* [Supplied records]
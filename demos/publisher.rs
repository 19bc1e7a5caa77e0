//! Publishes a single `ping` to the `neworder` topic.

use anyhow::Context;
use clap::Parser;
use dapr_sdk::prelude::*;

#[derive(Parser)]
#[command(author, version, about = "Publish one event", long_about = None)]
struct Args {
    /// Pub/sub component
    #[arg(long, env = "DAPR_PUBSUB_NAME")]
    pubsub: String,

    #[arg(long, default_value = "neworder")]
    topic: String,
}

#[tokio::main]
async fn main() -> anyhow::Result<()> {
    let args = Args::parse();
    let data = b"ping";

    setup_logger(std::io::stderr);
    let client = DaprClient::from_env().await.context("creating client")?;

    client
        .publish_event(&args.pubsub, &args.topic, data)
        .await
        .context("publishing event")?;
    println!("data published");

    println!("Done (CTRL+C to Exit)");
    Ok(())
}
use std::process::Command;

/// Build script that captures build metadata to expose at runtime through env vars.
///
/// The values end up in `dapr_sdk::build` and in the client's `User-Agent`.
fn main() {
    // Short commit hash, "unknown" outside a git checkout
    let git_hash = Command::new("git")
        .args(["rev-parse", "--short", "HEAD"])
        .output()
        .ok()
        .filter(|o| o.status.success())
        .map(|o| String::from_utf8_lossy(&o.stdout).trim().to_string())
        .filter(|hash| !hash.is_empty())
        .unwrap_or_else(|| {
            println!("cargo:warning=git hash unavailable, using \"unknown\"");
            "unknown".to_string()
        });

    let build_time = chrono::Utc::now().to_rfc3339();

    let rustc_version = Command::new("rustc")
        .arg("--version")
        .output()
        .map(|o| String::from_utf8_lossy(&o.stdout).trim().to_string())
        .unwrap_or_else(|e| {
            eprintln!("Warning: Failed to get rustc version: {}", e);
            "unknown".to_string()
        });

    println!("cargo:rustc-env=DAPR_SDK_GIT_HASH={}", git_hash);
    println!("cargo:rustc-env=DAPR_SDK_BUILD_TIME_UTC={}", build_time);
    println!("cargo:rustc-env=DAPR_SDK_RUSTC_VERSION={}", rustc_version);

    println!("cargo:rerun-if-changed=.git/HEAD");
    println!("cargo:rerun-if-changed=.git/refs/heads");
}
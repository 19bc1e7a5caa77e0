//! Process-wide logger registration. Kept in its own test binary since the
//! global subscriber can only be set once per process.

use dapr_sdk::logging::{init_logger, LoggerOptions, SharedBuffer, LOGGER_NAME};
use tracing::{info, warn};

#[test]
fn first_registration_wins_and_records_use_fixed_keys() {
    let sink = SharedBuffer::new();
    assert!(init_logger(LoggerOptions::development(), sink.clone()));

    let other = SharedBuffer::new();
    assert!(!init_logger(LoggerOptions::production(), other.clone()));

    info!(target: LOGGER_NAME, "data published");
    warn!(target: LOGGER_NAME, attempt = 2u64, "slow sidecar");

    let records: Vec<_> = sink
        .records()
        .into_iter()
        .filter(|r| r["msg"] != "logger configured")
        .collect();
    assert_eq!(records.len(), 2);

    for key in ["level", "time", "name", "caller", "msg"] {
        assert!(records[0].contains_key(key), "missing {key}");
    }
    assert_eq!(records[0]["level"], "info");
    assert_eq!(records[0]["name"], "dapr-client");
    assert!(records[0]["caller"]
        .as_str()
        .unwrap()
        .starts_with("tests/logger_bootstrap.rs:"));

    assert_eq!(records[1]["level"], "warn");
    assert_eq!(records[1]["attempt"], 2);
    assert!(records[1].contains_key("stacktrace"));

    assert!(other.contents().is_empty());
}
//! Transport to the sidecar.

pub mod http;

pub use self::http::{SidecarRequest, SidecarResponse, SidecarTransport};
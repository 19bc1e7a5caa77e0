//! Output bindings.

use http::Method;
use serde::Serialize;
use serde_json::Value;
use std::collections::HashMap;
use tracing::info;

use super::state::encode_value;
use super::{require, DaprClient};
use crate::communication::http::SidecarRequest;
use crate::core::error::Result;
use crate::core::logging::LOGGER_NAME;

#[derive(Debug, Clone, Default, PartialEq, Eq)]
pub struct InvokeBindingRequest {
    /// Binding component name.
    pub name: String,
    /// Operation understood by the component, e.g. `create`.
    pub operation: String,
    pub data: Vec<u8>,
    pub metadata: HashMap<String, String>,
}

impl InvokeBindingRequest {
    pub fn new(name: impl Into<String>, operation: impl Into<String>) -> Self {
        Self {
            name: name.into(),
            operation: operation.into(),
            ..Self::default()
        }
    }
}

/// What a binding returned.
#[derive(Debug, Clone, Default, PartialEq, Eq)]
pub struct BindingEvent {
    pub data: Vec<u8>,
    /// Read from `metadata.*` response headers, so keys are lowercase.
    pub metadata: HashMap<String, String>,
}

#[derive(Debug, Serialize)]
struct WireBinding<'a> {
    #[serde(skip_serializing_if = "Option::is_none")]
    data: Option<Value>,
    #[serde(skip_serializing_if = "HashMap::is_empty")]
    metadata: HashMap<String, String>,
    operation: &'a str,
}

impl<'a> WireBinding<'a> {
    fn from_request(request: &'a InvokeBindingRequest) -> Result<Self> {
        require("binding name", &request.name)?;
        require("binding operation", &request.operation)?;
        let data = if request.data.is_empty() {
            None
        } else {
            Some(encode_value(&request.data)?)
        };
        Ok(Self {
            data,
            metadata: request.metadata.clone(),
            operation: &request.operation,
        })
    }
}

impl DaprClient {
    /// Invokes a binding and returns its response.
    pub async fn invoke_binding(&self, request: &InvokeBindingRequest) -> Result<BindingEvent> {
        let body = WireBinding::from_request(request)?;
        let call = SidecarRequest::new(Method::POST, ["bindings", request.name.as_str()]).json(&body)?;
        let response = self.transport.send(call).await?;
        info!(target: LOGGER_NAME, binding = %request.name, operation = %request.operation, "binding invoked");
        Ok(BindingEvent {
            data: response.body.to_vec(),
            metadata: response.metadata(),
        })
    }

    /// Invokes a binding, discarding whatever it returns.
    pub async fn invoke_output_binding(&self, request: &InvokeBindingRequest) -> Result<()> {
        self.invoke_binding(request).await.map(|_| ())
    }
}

* [What needs to be done] Please return all lines from the records that hold the word "info".

* [Written response]
use tracing::{info, warn};
    info!(target: LOGGER_NAME, "data published");
    assert_eq!(records[0]["level"], "info");
use tracing::info;
        info!(target: LOGGER_NAME, binding = %request.name, operation = %request.operation, "binding invoked");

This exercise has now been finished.